"""

//! Rich diagnostic error types for qualopt.
//!
//! Each subsystem defines its own error type with miette `#[diagnostic]` derives,
//! providing error codes and help text. The top-level [`QualoptError`] wraps them
//! transparently so the full diagnostic reaches the user.

use miette::Diagnostic;
use thiserror::Error;

/// Top-level error type.
#[derive(Debug, Error, Diagnostic)]
pub enum QualoptError {
    #[error(transparent)]
    #[diagnostic(transparent)]
    Reify(#[from] ReifyError),

    #[error(transparent)]
    #[diagnostic(transparent)]
    Engine(#[from] EngineError),

    #[error(transparent)]
    #[diagnostic(transparent)]
    Control(#[from] ControlError),

    #[error(transparent)]
    #[diagnostic(transparent)]
    Config(#[from] ConfigError),
}

// ---------------------------------------------------------------------------
// Reification errors
// ---------------------------------------------------------------------------

#[derive(Debug, Error, Diagnostic)]
pub enum ReifyError {
    #[error("reifier binary not found: `{command} --version` produced no clingo version")]
    #[diagnostic(
        code(qualopt::reify::not_found),
        help(
            "The out-of-process reifier needs a clingo binary on PATH. \
             Install clingo 5.3 or newer, point `reifier.command` at it, \
             or switch `meta` to `in_process`."
        )
    )]
    ReifierNotFound { command: String },

    #[error("reifier binary too old: found clingo {major}.{minor}, need 5.3 or newer")]
    #[diagnostic(
        code(qualopt::reify::too_old),
        help("Upgrade clingo to version 5.3 or newer; older versions lack `--output=reify`.")
    )]
    ReifierTooOld { major: u32, minor: u32 },

    #[error("reifier failed ({status}): {stderr}")]
    #[diagnostic(
        code(qualopt::reify::failed),
        help(
            "`{command} --output=reify` rejected the program. The message above is the \
             reifier's own output; fix the base or preference program it points at."
        )
    )]
    ReifierFailed {
        command: String,
        status: String,
        stderr: String,
    },

    #[error("reifier I/O error: {source}")]
    #[diagnostic(
        code(qualopt::reify::io),
        help(
            "Writing the program to a temporary file or running the reifier failed. \
             Check the temporary directory and the reifier command."
        )
    )]
    Io {
        #[source]
        source: std::io::Error,
    },

    #[error("grounding for reification failed: {0}")]
    #[diagnostic(
        code(qualopt::reify::grounding),
        help("The engine could not ground the program handed to the in-process reifier.")
    )]
    Grounding(#[from] EngineError),
}

impl From<std::io::Error> for ReifyError {
    fn from(source: std::io::Error) -> Self {
        Self::Io { source }
    }
}

// ---------------------------------------------------------------------------
// Engine errors
// ---------------------------------------------------------------------------

/// Failures reported by a solving-engine adapter.
#[derive(Debug, Error, Diagnostic)]
pub enum EngineError {
    #[error("engine runtime error: {message}")]
    #[diagnostic(
        code(qualopt::engine::runtime),
        help("The solving engine reported an internal error. The run stops at this point.")
    )]
    Runtime { message: String },

    #[error("unknown program part: {name}/{arity}")]
    #[diagnostic(
        code(qualopt::engine::unknown_part),
        help("Program parts must be added to the engine before they are grounded.")
    )]
    UnknownPart { name: String, arity: usize },

    #[error("unknown external atom: {atom}")]
    #[diagnostic(
        code(qualopt::engine::unknown_external),
        help("Externals must be declared by a grounded `#external` statement before they are assigned.")
    )]
    UnknownExternal { atom: String },
}

// ---------------------------------------------------------------------------
// Controller errors
// ---------------------------------------------------------------------------

#[derive(Debug, Error, Diagnostic)]
pub enum ControlError {
    #[error("preference specification error:{messages}")]
    #[diagnostic(
        code(qualopt::control::specification),
        help(
            "The preference specification could not be resolved (for example an \
             unknown preference type). Fix the reported statements and run again."
        )
    )]
    Specification { messages: String },

    #[error(
        "same stable model computed twice at step {step}, there is an error in the input, \
         probably an incorrect preference program"
    )]
    #[diagnostic(
        code(qualopt::control::same_model),
        help(
            "A model was improved onto itself, so the base and preference programs \
             are inconsistent. Check the preference program; retrying will not help."
        )
    )]
    SameModel { step: u32 },

    #[error(transparent)]
    #[diagnostic(transparent)]
    Engine(#[from] EngineError),

    #[error(transparent)]
    #[diagnostic(transparent)]
    Reify(#[from] ReifyError),
}

// ---------------------------------------------------------------------------
// Configuration errors
// ---------------------------------------------------------------------------

#[derive(Debug, Error, Diagnostic)]
pub enum ConfigError {
    #[error("failed to read config {path}: {source}")]
    #[diagnostic(
        code(qualopt::config::io),
        help("Check that the configuration file exists and is readable.")
    )]
    Io {
        path: String,
        #[source]
        source: std::io::Error,
    },

    #[error("invalid config: {message}")]
    #[diagnostic(
        code(qualopt::config::parse),
        help(
            "The configuration must be valid TOML. Known keys: max_models, mode, \
             checker, enumerate_ties, namespace, meta, [reifier] command."
        )
    )]
    Parse { message: String },

    #[error("cannot serialize config: {message}")]
    #[diagnostic(
        code(qualopt::config::serialize),
        help("Every configuration value must be representable in TOML; paths must be valid UTF-8.")
    )]
    Serialize { message: String },

    #[error("invalid namespace \"{namespace}\"")]
    #[diagnostic(
        code(qualopt::config::namespace),
        help("The namespace must be a non-empty run of underscores, e.g. \"_\" or \"__\".")
    )]
    Namespace { namespace: String },
}

pub type QualoptResult<T> = std::result::Result<T, QualoptError>;
pub type ReifyResult<T> = std::result::Result<T, ReifyError>;
pub type EngineResult<T> = std::result::Result<T, EngineError>;
pub type ControlResult<T> = std::result::Result<T, ControlError>;
pub type ConfigResult<T> = std::result::Result<T, ConfigError>;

"""

Problem statement: Transcribe the full listing exactly, leaving out no line.

Written response:
//! Rich diagnostic error types for qualopt.
//!
//! Each subsystem defines its own error type with miette `#[diagnostic]` derives,
//! providing error codes and help text. The top-level [`QualoptError`] wraps them
//! transparently so the full diagnostic reaches the user.

use miette::Diagnostic;
use thiserror::Error;

/// Top-level error type.
#[derive(Debug, Error, Diagnostic)]
pub enum QualoptError {
    #[error(transparent)]
    #[diagnostic(transparent)]
    Reify(#[from] ReifyError),

    #[error(transparent)]
    #[diagnostic(transparent)]
    Engine(#[from] EngineError),

    #[error(transparent)]
    #[diagnostic(transparent)]
    Control(#[from] ControlError),

    #[error(transparent)]
    #[diagnostic(transparent)]
    Config(#[from] ConfigError),
}

// ---------------------------------------------------------------------------
// Reification errors
// ---------------------------------------------------------------------------

#[derive(Debug, Error, Diagnostic)]
pub enum ReifyError {
    #[error("reifier binary not found: `{command} --version` produced no clingo version")]
    #[diagnostic(
        code(qualopt::reify::not_found),
        help(
            "The out-of-process reifier needs a clingo binary on PATH. \
             Install clingo 5.3 or newer, point `reifier.command` at it, \
             or switch `meta` to `in_process`."
        )
    )]
    ReifierNotFound { command: String },

    #[error("reifier binary too old: found clingo {major}.{minor}, need 5.3 or newer")]
    #[diagnostic(
        code(qualopt::reify::too_old),
        help("Upgrade clingo to version 5.3 or newer; older versions lack `--output=reify`.")
    )]
    ReifierTooOld { major: u32, minor: u32 },

    #[error("reifier failed ({status}): {stderr}")]
    #[diagnostic(
        code(qualopt::reify::failed),
        help(
            "`{command} --output=reify` rejected the program. The message above is the \
             reifier's own output; fix the base or preference program it points at."
        )
    )]
    ReifierFailed {
        command: String,
        status: String,
        stderr: String,
    },

    #[error("reifier I/O error: {source}")]
    #[diagnostic(
        code(qualopt::reify::io),
        help(
            "Writing the program to a temporary file or running the reifier failed. \
             Check the temporary directory and the reifier command."
        )
    )]
    Io {
        #[source]
        source: std::io::Error,
    },

    #[error("grounding for reification failed: {0}")]
    #[diagnostic(
        code(qualopt::reify::grounding),
        help("The engine could not ground the program handed to the in-process reifier.")
    )]
    Grounding(#[from] EngineError),
}

impl From<std::io::Error> for ReifyError {
    fn from(source: std::io::Error) -> Self {
        Self::Io { source }
    }
}

// ---------------------------------------------------------------------------
// Engine errors
// ---------------------------------------------------------------------------

/// Failures reported by a solving-engine adapter.
#[derive(Debug, Error, Diagnostic)]
pub enum EngineError {
    #[error("engine runtime error: {message}")]
    #[diagnostic(
        code(qualopt::engine::runtime),
        help("The solving engine reported an internal error. The run stops at this point.")
    )]
    Runtime { message: String },

    #[error("unknown program part: {name}/{arity}")]
    #[diagnostic(
        code(qualopt::engine::unknown_part),
        help("Program parts must be added to the engine before they are grounded.")
    )]
    UnknownPart { name: String, arity: usize },

    #[error("unknown external atom: {atom}")]
    #[diagnostic(
        code(qualopt::engine::unknown_external),
        help("Externals must be declared by a grounded `#external` statement before they are assigned.")
    )]
    UnknownExternal { atom: String },
}

// ---------------------------------------------------------------------------
// Controller errors
// ---------------------------------------------------------------------------

#[derive(Debug, Error, Diagnostic)]
pub enum ControlError {
    #[error("preference specification error:{messages}")]
    #[diagnostic(
        code(qualopt::control::specification),
        help(
            "The preference specification could not be resolved (for example an \
             unknown preference type). Fix the reported statements and run again."
        )
    )]
    Specification { messages: String },

    #[error(
        "same stable model computed twice at step {step}, there is an error in the input, \
         probably an incorrect preference program"
    )]
    #[diagnostic(
        code(qualopt::control::same_model),
        help(
            "A model was improved onto itself, so the base and preference programs \
             are inconsistent. Check the preference program; retrying will not help."
        )
    )]
    SameModel { step: u32 },

    #[error(transparent)]
    #[diagnostic(transparent)]
    Engine(#[from] EngineError),

    #[error(transparent)]
    #[diagnostic(transparent)]
    Reify(#[from] ReifyError),
}

// ---------------------------------------------------------------------------
// Configuration errors
// ---------------------------------------------------------------------------

#[derive(Debug, Error, Diagnostic)]
pub enum ConfigError {
    #[error("failed to read config {path}: {source}")]
    #[diagnostic(
        code(qualopt::config::io),
        help("Check that the configuration file exists and is readable.")
    )]
    Io {
        path: String,
        #[source]
        source: std::io::Error,
    },

    #[error("invalid config: {message}")]
    #[diagnostic(
        code(qualopt::config::parse),
        help(
            "The configuration must be valid TOML. Known keys: max_models, mode, \
             checker, enumerate_ties, namespace, meta, [reifier] command."
        )
    )]
    Parse { message: String },

    #[error("cannot serialize config: {message}")]
    #[diagnostic(
        code(qualopt::config::serialize),
        help("Every configuration value must be representable in TOML; paths must be valid UTF-8.")
    )]
    Serialize { message: String },

    #[error("invalid namespace \"{namespace}\"")]
    #[diagnostic(
        code(qualopt::config::namespace),
        help("The namespace must be a non-empty run of underscores, e.g. \"_\" or \"__\".")
    )]
    Namespace { namespace: String },
}

pub type QualoptResult<T> = std::result::Result<T, QualoptError>;
pub type ReifyResult<T> = std::result::Result<T, ReifyError>;
pub type EngineResult<T> = std::result::Result<T, EngineError>;
pub type ControlResult<T> = std::result::Result<T, ControlError>;
pub type ConfigResult<T> = std::result::Result<T, ConfigError>;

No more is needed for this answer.